UB: In the last four years, we have invested $45 million in India.
ML: What was the thinking behind this financial software designed for India?
UB: We did a survey of available products and their pros and cons. We found that many people were finding it difficult to manage their own money. Even for cash assessment, if people think that they have a certain amount of money, there would always be a difference of 20% to 30% with that figure. The survey also showed us that people were struggling to find out their net-worth at any given time and had to calculate it manually or by using Excel sheets. This was the starting point in launching Intuit Money Manager. We developed it and thought that we would take this money manager to the masses in India.
ML: What was the method that you followed for your survey?
UB: We did a research-based survey called ‘Follow me home’ with around 1,000 customers. We went to their homes, offices and observed them contextually. That is, we did not ask any questions and simply observed their means of managing finances. That helped us to identify the pain-point while managing finances, which the customer does not realise.
We did the survey in four segments—25 years-30 years (single income); 30years-40years (people who may be married, with kids) and (people who were) 40 years plus. We concentrated on these three segments and women separately to observe the gender difference (in attitudes towards money management). We found similar pain-points with all (segments).

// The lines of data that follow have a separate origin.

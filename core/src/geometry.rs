use glam::Vec2;
use serde::{Deserialize, Serialize};

use crate::TILE_SIZE;

/// Axis-aligned rectangle measured in world pixels.
///
/// Rectangles are plain values: every transformation returns a new rectangle
/// and leaves the receiver untouched. The right and bottom edges are
/// exclusive, so two rectangles that merely share an edge do not intersect.
#[derive(Clone, Copy, Debug, Default, PartialEq, Serialize, Deserialize)]
pub struct Rect {
    x: f32,
    y: f32,
    width: f32,
    height: f32,
}

impl Rect {
    /// Creates a rectangle from its top-left corner and size.
    #[must_use]
    pub const fn new(x: f32, y: f32, width: f32, height: f32) -> Self {
        Self {
            x,
            y,
            width,
            height,
        }
    }

    /// Creates a rectangle of the provided size centred on `center`.
    #[must_use]
    pub fn from_center(center: Vec2, size: Vec2) -> Self {
        Self::new(
            center.x - size.x * 0.5,
            center.y - size.y * 0.5,
            size.x,
            size.y,
        )
    }

    /// Left edge of the rectangle.
    #[must_use]
    pub const fn left(&self) -> f32 {
        self.x
    }

    /// Top edge of the rectangle.
    #[must_use]
    pub const fn top(&self) -> f32 {
        self.y
    }

    /// Exclusive right edge of the rectangle.
    #[must_use]
    pub fn right(&self) -> f32 {
        self.x + self.width
    }

    /// Exclusive bottom edge of the rectangle.
    #[must_use]
    pub fn bottom(&self) -> f32 {
        self.y + self.height
    }

    /// Width of the rectangle.
    #[must_use]
    pub const fn width(&self) -> f32 {
        self.width
    }

    /// Height of the rectangle.
    #[must_use]
    pub const fn height(&self) -> f32 {
        self.height
    }

    /// Top-left corner of the rectangle.
    #[must_use]
    pub fn position(&self) -> Vec2 {
        Vec2::new(self.x, self.y)
    }

    /// Width and height packed into a vector.
    #[must_use]
    pub fn size(&self) -> Vec2 {
        Vec2::new(self.width, self.height)
    }

    /// Centre point of the rectangle.
    #[must_use]
    pub fn center(&self) -> Vec2 {
        Vec2::new(self.x + self.width * 0.5, self.y + self.height * 0.5)
    }

    /// Returns the rectangle shifted by the provided offset.
    #[must_use]
    pub fn translated(&self, offset: Vec2) -> Self {
        Self::new(self.x + offset.x, self.y + offset.y, self.width, self.height)
    }

    /// Returns the rectangle with its left edge moved to `x`.
    #[must_use]
    pub const fn with_left(&self, x: f32) -> Self {
        Self::new(x, self.y, self.width, self.height)
    }

    /// Returns the rectangle with its top edge moved to `y`.
    #[must_use]
    pub const fn with_top(&self, y: f32) -> Self {
        Self::new(self.x, y, self.width, self.height)
    }

    /// Returns the rectangle grown by `amount` on every side.
    #[must_use]
    pub fn inflated(&self, amount: f32) -> Self {
        Self::new(
            self.x - amount,
            self.y - amount,
            self.width + amount * 2.0,
            self.height + amount * 2.0,
        )
    }

    /// Smallest rectangle covering both rectangles.
    #[must_use]
    pub fn union(&self, other: &Rect) -> Self {
        let left = self.left().min(other.left());
        let top = self.top().min(other.top());
        Self::new(
            left,
            top,
            self.right().max(other.right()) - left,
            self.bottom().max(other.bottom()) - top,
        )
    }

    /// Reports whether the two rectangles share a region of positive area.
    #[must_use]
    pub fn intersects(&self, other: &Rect) -> bool {
        self.left() < other.right()
            && other.left() < self.right()
            && self.top() < other.bottom()
            && other.top() < self.bottom()
    }

    /// Reports whether the point lies inside the rectangle.
    #[must_use]
    pub fn contains_point(&self, point: Vec2) -> bool {
        point.x >= self.left()
            && point.x < self.right()
            && point.y >= self.top()
            && point.y < self.bottom()
    }

    /// Euclidean distance between the closest edges of two rectangles.
    ///
    /// Overlapping or touching rectangles report a gap of zero.
    #[must_use]
    pub fn edge_gap(&self, other: &Rect) -> f32 {
        let dx = (other.left() - self.right())
            .max(self.left() - other.right())
            .max(0.0);
        let dy = (other.top() - self.bottom())
            .max(self.top() - other.bottom())
            .max(0.0);
        (dx * dx + dy * dy).sqrt()
    }
}

/// Axis-aligned rectangle measured in whole tiles.
#[derive(Clone, Copy, Debug, PartialEq, Eq, Hash, Serialize, Deserialize)]
pub struct TileRect {
    column: i32,
    row: i32,
    width: i32,
    height: i32,
}

impl TileRect {
    /// Creates a tile rectangle anchored at the provided column and row.
    #[must_use]
    pub const fn new(column: i32, row: i32, width: i32, height: i32) -> Self {
        Self {
            column,
            row,
            width,
            height,
        }
    }

    /// Leftmost column covered by the rectangle.
    #[must_use]
    pub const fn column(&self) -> i32 {
        self.column
    }

    /// Topmost row covered by the rectangle.
    #[must_use]
    pub const fn row(&self) -> i32 {
        self.row
    }

    /// Number of columns covered by the rectangle.
    #[must_use]
    pub const fn width(&self) -> i32 {
        self.width
    }

    /// Number of rows covered by the rectangle.
    #[must_use]
    pub const fn height(&self) -> i32 {
        self.height
    }

    /// First column past the right edge.
    #[must_use]
    pub const fn right(&self) -> i32 {
        self.column + self.width
    }

    /// First row past the bottom edge.
    #[must_use]
    pub const fn bottom(&self) -> i32 {
        self.row + self.height
    }

    /// Number of tiles covered by the rectangle.
    #[must_use]
    pub const fn area(&self) -> i32 {
        self.width * self.height
    }

    /// Reports whether the two rectangles share at least one tile.
    #[must_use]
    pub const fn overlaps(&self, other: &TileRect) -> bool {
        !(self.right() <= other.column
            || other.right() <= self.column
            || self.bottom() <= other.row
            || other.bottom() <= self.row)
    }

    /// Reports whether the tile lies inside the rectangle.
    #[must_use]
    pub const fn contains(&self, column: i32, row: i32) -> bool {
        column >= self.column && column < self.right() && row >= self.row && row < self.bottom()
    }

    /// Returns the rectangle grown by `margin` tiles on every side.
    #[must_use]
    pub const fn padded(&self, margin: i32) -> Self {
        Self::new(
            self.column - margin,
            self.row - margin,
            self.width + margin * 2,
            self.height + margin * 2,
        )
    }

    /// Returns the rectangle shrunk by `amount` tiles on every side.
    #[must_use]
    pub const fn shrunk(&self, amount: i32) -> Self {
        self.padded(-amount)
    }

    /// Returns the rectangle shifted by whole tiles.
    #[must_use]
    pub const fn translated(&self, columns: i32, rows: i32) -> Self {
        Self::new(
            self.column + columns,
            self.row + rows,
            self.width,
            self.height,
        )
    }

    /// Pixel-space rectangle covering the same tiles.
    #[must_use]
    pub fn to_pixels(&self) -> Rect {
        Rect::new(
            self.column as f32 * TILE_SIZE,
            self.row as f32 * TILE_SIZE,
            self.width as f32 * TILE_SIZE,
            self.height as f32 * TILE_SIZE,
        )
    }
}

/// Index of the tile containing the provided pixel coordinate.
#[must_use]
pub fn tile_index(coordinate: f32) -> i32 {
    (coordinate / TILE_SIZE).floor() as i32
}

/// Index of the last tile touched by a span ending at the exclusive `edge`.
#[must_use]
pub fn last_tile_before(edge: f32) -> i32 {
    (edge / TILE_SIZE).ceil() as i32 - 1
}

The survey also showed that people from the first group (25 years-30 years) usually end up cashless by the 20th of every month. This leads them to either borrow money from someone, or pay bills late, etc. While people in the age group of 30 years-40 years were looking to invest their money, people above the 40-year age group were busy looking at returns. However, this group was finding it most difficult to keep track of investments and returns.
ML: Before launching the software, how did you conduct the beta test?

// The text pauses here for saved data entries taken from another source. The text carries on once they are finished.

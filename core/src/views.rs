use glam::Vec2;

use crate::{Direction, EnemyId, EnemyKind, Rect, RoomId, RoomState, Team};

/// Read-only snapshot of the player exposed to renderers and the HUD.
#[derive(Clone, Copy, Debug, PartialEq)]
pub struct PlayerSnapshot {
    /// Collision rectangle in pixels.
    pub rect: Rect,
    /// Remaining health.
    pub hp: u32,
    /// Maximum health.
    pub max_hp: u32,
    /// Direction the player faces.
    pub facing: Direction,
    /// Whether the player moved during the last tick.
    pub moving: bool,
    /// Logical animation frame index.
    pub frame: usize,
    /// Whether the post-hit invulnerability window is active.
    pub invulnerable: bool,
}

/// Read-only snapshot of a live enemy.
#[derive(Clone, Copy, Debug, PartialEq)]
pub struct EnemySnapshot {
    /// Identifier of the enemy.
    pub id: EnemyId,
    /// Behaviour family of the enemy.
    pub kind: EnemyKind,
    /// Room whose lock spawned the enemy.
    pub room: RoomId,
    /// Collision rectangle in pixels.
    pub rect: Rect,
    /// Remaining health.
    pub hp: u32,
    /// Maximum health.
    pub max_hp: u32,
    /// Direction the enemy faces.
    pub facing: Direction,
    /// Logical animation frame index.
    pub frame: usize,
    /// Whether an attack animation is playing.
    pub attacking: bool,
}

/// Read-only snapshot of an in-flight projectile.
#[derive(Clone, Copy, Debug, PartialEq)]
pub struct ProjectileSnapshot {
    /// Collision rectangle in pixels.
    pub rect: Rect,
    /// Team that fired the projectile.
    pub team: Team,
}

/// Progress information about one room.
#[derive(Clone, Debug, PartialEq)]
pub struct RoomProgress {
    /// Identifier of the room.
    pub id: RoomId,
    /// Current progression state.
    pub state: RoomState,
    /// Walkable interior in pixels.
    pub interior: Rect,
    /// Pixel rectangles of the doors carved into the room.
    pub doors: Vec<Rect>,
    /// Number of live enemies spawned by this room.
    pub live_enemies: usize,
}

/// Immutable view consumed by the room progression system.
#[derive(Clone, Debug, PartialEq)]
pub struct ProgressionView {
    player: Rect,
    player_alive: bool,
    rooms: Vec<RoomProgress>,
}

impl ProgressionView {
    /// Builds a view from room progress records, ordering them by identifier.
    #[must_use]
    pub fn new(player: Rect, player_alive: bool, mut rooms: Vec<RoomProgress>) -> Self {
        rooms.sort_by_key(|room| room.id);
        Self {
            player,
            player_alive,
            rooms,
        }
    }

    /// Player collision rectangle.
    #[must_use]
    pub const fn player(&self) -> Rect {
        self.player
    }

    /// Centre of the player, used for room membership tests.
    #[must_use]
    pub fn player_center(&self) -> Vec2 {
        self.player.center()
    }

    /// Whether the player still has health left.
    #[must_use]
    pub const fn player_alive(&self) -> bool {
        self.player_alive
    }

    /// Iterates over every room in identifier order.
    pub fn iter(&self) -> impl Iterator<Item = &RoomProgress> {
        self.rooms.iter()
    }

    /// Looks up a single room.
    #[must_use]
    pub fn room(&self, id: RoomId) -> Option<&RoomProgress> {
        self.rooms.iter().find(|room| room.id == id)
    }

    /// Room whose interior contains the player's centre, if any.
    #[must_use]
    pub fn current_room(&self) -> Option<RoomId> {
        let center = self.player_center();
        self.rooms
            .iter()
            .find(|room| room.interior.contains_point(center))
            .map(|room| room.id)
    }

    /// Reports whether every room has reached [`RoomState::Cleared`].
    #[must_use]
    pub fn all_cleared(&self) -> bool {
        self.rooms
            .iter()
            .all(|room| room.state == RoomState::Cleared)
    }
}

UB: We did a beta test with moneycontrol.com over the last four-and-a-half months. We had put up a small banner on the site asking if people would like to opt for the money manager. If people opted for the same, we requested them to fill in nine details. In 48 hours, we had over 15,000 people opting for our software. After the beta test, we went live in early January and in ten days, we had 10,500 people regularly using the software.
ML: What are the advantages of using the software?

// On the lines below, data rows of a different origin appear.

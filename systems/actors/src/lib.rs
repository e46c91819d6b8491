#![deny(
    unsafe_code,
    missing_docs,
    dead_code,
    unused_results,
    non_snake_case,
    unreachable_pub
)]

//! Entity model for the player, enemy variants and projectiles.
//!
//! Every enemy runs the same fixed update order each tick: sense, think,
//! move, act and finally animate. The [`Enemy`] trait provides a no-op
//! default for each phase so variants only override the phases they use.
//! Thinking never observes post-move state and acting never touches
//! velocity, which [`update_enemy`] guarantees by construction.

mod animation;
mod chaser;
mod player;
mod projectile;
mod roller;
mod turret;

use std::fmt;

use delve_core::{Direction, EnemyKind, Rect};
use delve_system_collision::Arena;
use glam::Vec2;
use rand::RngCore;

pub use animation::{Animation, DirectionalAnimation};
pub use chaser::Chaser;
pub use player::Player;
pub use projectile::{Projectile, ProjectileOwner};
pub use roller::{Roller, RollerPhase};
pub use turret::Turret;

/// Position and health shared by every enemy.
#[derive(Clone, Copy, Debug, PartialEq)]
pub struct Vitals {
    /// Collision rectangle.
    pub rect: Rect,
    /// Remaining health.
    pub hp: u32,
    /// Health at full strength.
    pub max_hp: u32,
}

impl Vitals {
    /// Creates full-health vitals for a body of `size` centred on `center`.
    #[must_use]
    pub fn new(center: Vec2, size: Vec2, max_hp: u32) -> Self {
        Self {
            rect: Rect::from_center(center, size),
            hp: max_hp,
            max_hp,
        }
    }

    /// Removes health, saturating at zero, and returns what remains.
    pub fn take_damage(&mut self, amount: u32) -> u32 {
        self.hp = self.hp.saturating_sub(amount);
        self.hp
    }

    /// Whether any health remains.
    #[must_use]
    pub const fn is_alive(&self) -> bool {
        self.hp > 0
    }
}

/// What an enemy can perceive during its update.
#[derive(Clone, Copy, Debug)]
pub struct Senses<'a> {
    /// Player collision rectangle at the start of the tick.
    pub player: Rect,
    /// Rectangles of the other live enemies in the same room.
    pub neighbours: &'a [Rect],
    /// Collision map including closed-door blockers.
    pub arena: Arena<'a>,
}

/// Optional outcome of an enemy's act phase.
#[derive(Clone, Debug, PartialEq)]
pub enum ActorEvent {
    /// Damage aimed at the player.
    HitPlayer {
        /// Damage dealt.
        damage: u32,
    },
    /// A projectile entering the world.
    SpawnProjectile(Projectile),
}

/// Capability set shared by every enemy variant.
pub trait Enemy: fmt::Debug {
    /// Behaviour family.
    fn kind(&self) -> EnemyKind;

    /// Position and health.
    fn vitals(&self) -> &Vitals;

    /// Mutable position and health, used by damage and soft separation.
    fn vitals_mut(&mut self) -> &mut Vitals;

    /// Direction used to pick sprites.
    fn facing(&self) -> Direction;

    /// Current logical animation frame.
    fn frame(&self) -> usize;

    /// Whether soft separation may move this enemy.
    fn pushable(&self) -> bool {
        true
    }

    /// Whether the enemy is mid-attack.
    fn attacking(&self) -> bool {
        false
    }

    /// Ticks cooldowns and reads the surroundings.
    fn sense(&mut self, _dt: f32, _senses: &Senses<'_>) {}

    /// Chooses a velocity or state for this tick.
    fn think(&mut self, _dt: f32, _senses: &Senses<'_>, _rng: &mut dyn RngCore) {}

    /// Applies the chosen velocity through collision.
    fn move_body(&mut self, _dt: f32, _senses: &Senses<'_>, _rng: &mut dyn RngCore) {}

    /// Emits at most one event after moving.
    fn act(&mut self, _senses: &Senses<'_>) -> Option<ActorEvent> {
        None
    }

    /// Advances animation clocks.
    fn animate(&mut self, _dt: f32) {}
}

/// Runs one tick of the fixed enemy update order.
pub fn update_enemy(
    enemy: &mut dyn Enemy,
    dt: f32,
    senses: &Senses<'_>,
    rng: &mut dyn RngCore,
) -> Option<ActorEvent> {
    if !enemy.vitals().is_alive() {
        return None;
    }
    enemy.sense(dt, senses);
    enemy.think(dt, senses, rng);
    enemy.move_body(dt, senses, rng);
    let event = enemy.act(senses);
    enemy.animate(dt);
    event
}

/// Creates an enemy of `kind` centred on `center`.
///
/// Only turrets use `facing`; mobile enemies derive theirs from movement.
#[must_use]
pub fn spawn_enemy(
    kind: EnemyKind,
    center: Vec2,
    facing: Direction,
    rng: &mut dyn RngCore,
) -> Box<dyn Enemy> {
    match kind {
        EnemyKind::Chaser => Box::new(Chaser::new(center, rng)),
        EnemyKind::Roller => Box::new(Roller::new(center, rng)),
        EnemyKind::Turret => Box::new(Turret::new(center, facing)),
    }
}

/// Unit vector from `from` toward `to`, or zero when they coincide.
fn heading(from: Vec2, to: Vec2) -> Vec2 {
    (to - from).normalize_or_zero()
}
use std::{ops::ControlFlow, path::PathBuf, time::Duration};

use anyhow::Result;
use delve_core::FrameInput;
use delve_rendering::{DrawPrimitive, Presentation, RenderingBackend, Resolved, ResourceCache, Scene};

/// Headless backend that runs a fixed number of frames and reports on the last one.
pub(crate) struct TextBackend {
    frames: u64,
    dt: Duration,
    input: Box<dyn FnMut(u64) -> FrameInput>,
    sprites: ResourceCache<PathBuf>,
}

impl TextBackend {
    pub(crate) fn new(
        frames: u64,
        dt: Duration,
        input: impl FnMut(u64) -> FrameInput + 'static,
        sprites: ResourceCache<PathBuf>,
    ) -> Self {
        Self {
            frames,
            dt,
            input: Box::new(input),
            sprites,
        }
    }

    fn placeholders(&self, scene: &Scene) -> usize {
        scene
            .primitives
            .iter()
            .filter(|primitive| match primitive {
                DrawPrimitive::Sprite { sprite, .. } => {
                    matches!(self.sprites.lookup(sprite.key), Resolved::Placeholder(_))
                }
                DrawPrimitive::HealthBar { .. } => false,
            })
            .count()
    }
}

impl RenderingBackend for TextBackend {
    fn run<F>(mut self, presentation: Presentation, mut update_scene: F) -> Result<()>
    where
        F: FnMut(Duration, FrameInput, &mut Scene) -> ControlFlow<()> + 'static,
    {
        println!("== {} ==", presentation.window_title);
        let mut scene = presentation.scene;
        let mut frame = 0;
        while frame < self.frames {
            let input = (self.input)(frame);
            frame += 1;
            if update_scene(self.dt, input, &mut scene).is_break() {
                break;
            }
        }

        println!(
            "ran {frame} frames; last frame holds {} primitives, {} drawn as placeholders",
            scene.primitives.len(),
            self.placeholders(&scene)
        );
        Ok(())
    }
}

#[cfg(test)]
mod tests {
    use std::{cell::Cell, rc::Rc};

    use super::*;
    use delve_rendering::Color;

    #[test]
    fn stops_when_the_scene_asks_to() {
        let backend = TextBackend::new(
            100,
            Duration::from_millis(16),
            |_| FrameInput::idle(),
            ResourceCache::empty(),
        );
        let presentation = Presentation::new("test", Color::from_rgb_u8(0, 0, 0), Scene::default());
        let calls = Rc::new(Cell::new(0));
        let counter = Rc::clone(&calls);

        backend
            .run(presentation, move |_, _, _| {
                counter.set(counter.get() + 1);
                if counter.get() == 3 {
                    ControlFlow::Break(())
                } else {
                    ControlFlow::Continue(())
                }
            })
            .expect("text backend never fails");

        assert_eq!(calls.get(), 3, "the run ends on the first break");
    }
}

UB: The product is a smarter way to manage your finances. It provides you with a single window to aggregate all your financial information across disparate financial institutions in one place and then provides you intelligence in the form of tools on how to plan your money and keep a track on your spending. For example, one of my colleagues likes to dine outside, so on Saturdays and Sundays he eats all his meals outside home. When he logged into the money manager for the first time and put the details of his finances and expenses, he found that during the last six months, he had spent more than Rs1 lakh just for dining outside home. He realised that he needs to cut down on dining out so as to save money for the future.
ML: How will the software store the details of cash spending?
UB: For cash, you have either have to manually enter the information or submit it when you withdraw cash from any source, let’s say an ATM. The software stores this information and allows you to split it into different segments according to your spending. This way you get a chance to break one transaction (cash withdrawals from ATMs), into multiple transactions.
ML: Do you think the software will be economical for Indians?
UB: The product comes with a 90-day free trial. After that period, if you like, you can enrol for subscription for as low as Re 1 per day or Rs365 per annum. But if you want to subscribe within 15 days of trial, there is a special rate of Rs249 per annum. I think one rupee a day for managing your finances is quite economical.
ML: What are your growth plans over the next three years?
UB: About 20 million out of 50 million internet users are using Internet banking today and the number of Internet banking customers is growing at about 30% per annum. We see the gap being bridged. Therefore, over the next three to five years, we may be able to reach millions of people.